TASK PROMPT: Extract all lines in the data that contain the word "ReadFailed".

DATA LISTING:
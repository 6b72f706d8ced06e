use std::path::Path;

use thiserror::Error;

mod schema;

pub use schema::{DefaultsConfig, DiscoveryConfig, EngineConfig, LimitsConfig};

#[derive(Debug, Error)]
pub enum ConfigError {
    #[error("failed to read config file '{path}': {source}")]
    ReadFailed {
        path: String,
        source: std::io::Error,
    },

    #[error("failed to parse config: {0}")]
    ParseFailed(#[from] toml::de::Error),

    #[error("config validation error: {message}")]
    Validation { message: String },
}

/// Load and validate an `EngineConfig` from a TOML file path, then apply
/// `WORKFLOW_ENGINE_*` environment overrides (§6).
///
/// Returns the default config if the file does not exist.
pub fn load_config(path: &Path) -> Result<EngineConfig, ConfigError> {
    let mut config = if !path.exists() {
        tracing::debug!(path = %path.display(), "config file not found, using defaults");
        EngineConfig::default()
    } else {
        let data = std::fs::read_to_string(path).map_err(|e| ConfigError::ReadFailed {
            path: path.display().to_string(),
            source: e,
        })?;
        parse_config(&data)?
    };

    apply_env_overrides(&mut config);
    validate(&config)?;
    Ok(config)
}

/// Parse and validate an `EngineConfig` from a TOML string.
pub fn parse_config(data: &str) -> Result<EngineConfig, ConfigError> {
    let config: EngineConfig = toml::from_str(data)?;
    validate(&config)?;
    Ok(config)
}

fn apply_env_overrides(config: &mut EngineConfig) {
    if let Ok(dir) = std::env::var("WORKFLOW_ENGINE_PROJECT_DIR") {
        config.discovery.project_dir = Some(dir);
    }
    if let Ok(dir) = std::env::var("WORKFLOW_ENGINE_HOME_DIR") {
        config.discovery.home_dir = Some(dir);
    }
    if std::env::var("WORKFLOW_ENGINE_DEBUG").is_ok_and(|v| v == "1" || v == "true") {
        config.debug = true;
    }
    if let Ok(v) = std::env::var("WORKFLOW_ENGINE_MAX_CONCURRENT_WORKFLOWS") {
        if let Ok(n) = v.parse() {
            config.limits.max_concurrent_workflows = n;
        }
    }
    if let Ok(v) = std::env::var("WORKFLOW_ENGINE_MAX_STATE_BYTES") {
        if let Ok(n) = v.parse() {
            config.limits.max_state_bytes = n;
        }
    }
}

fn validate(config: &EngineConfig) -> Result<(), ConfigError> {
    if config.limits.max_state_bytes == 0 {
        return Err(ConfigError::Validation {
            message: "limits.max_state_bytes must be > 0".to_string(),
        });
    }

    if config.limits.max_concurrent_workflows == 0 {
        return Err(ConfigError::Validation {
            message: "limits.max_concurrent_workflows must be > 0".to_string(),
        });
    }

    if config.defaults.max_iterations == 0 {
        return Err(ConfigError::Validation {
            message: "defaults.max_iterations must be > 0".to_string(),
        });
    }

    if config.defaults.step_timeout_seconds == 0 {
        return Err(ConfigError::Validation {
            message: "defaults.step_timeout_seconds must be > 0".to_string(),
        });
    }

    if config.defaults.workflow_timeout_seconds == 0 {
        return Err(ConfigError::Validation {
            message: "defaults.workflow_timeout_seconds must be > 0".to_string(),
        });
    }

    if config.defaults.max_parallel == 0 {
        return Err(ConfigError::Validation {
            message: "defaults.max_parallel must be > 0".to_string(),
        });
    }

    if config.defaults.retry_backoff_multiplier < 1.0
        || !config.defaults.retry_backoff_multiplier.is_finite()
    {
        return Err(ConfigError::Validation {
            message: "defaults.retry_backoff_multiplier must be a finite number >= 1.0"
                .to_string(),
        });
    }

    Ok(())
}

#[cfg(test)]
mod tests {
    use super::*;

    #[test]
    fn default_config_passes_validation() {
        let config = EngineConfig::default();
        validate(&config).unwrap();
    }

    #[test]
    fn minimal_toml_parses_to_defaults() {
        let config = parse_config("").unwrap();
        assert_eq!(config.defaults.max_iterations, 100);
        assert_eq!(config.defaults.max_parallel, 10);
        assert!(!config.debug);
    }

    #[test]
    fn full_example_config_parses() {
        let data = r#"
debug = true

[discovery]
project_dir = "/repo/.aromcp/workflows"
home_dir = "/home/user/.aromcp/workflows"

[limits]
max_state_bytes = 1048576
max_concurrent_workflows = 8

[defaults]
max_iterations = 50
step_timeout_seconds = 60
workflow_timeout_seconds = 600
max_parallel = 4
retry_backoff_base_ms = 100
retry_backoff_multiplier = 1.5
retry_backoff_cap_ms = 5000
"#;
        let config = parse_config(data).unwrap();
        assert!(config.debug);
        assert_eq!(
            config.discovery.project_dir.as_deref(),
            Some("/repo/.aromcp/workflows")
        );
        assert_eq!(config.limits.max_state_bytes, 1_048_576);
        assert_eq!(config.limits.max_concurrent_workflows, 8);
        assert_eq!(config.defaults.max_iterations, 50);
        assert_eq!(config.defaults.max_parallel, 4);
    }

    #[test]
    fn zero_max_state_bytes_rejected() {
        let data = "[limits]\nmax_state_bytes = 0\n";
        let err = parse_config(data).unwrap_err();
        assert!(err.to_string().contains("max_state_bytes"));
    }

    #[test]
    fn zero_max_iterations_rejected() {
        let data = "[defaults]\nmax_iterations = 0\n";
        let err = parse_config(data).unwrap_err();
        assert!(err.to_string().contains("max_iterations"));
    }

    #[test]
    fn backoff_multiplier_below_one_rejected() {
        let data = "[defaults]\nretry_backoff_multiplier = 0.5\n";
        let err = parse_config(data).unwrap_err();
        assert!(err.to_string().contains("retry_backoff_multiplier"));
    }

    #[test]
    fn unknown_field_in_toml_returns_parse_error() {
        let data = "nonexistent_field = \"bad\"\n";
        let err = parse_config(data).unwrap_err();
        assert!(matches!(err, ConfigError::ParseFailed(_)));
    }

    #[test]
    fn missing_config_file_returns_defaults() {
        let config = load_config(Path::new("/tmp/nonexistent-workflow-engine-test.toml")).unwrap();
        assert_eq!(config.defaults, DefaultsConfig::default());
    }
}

WRITTEN ANSWER:
    ReadFailed {
        let data = std::fs::read_to_string(path).map_err(|e| ConfigError::ReadFailed {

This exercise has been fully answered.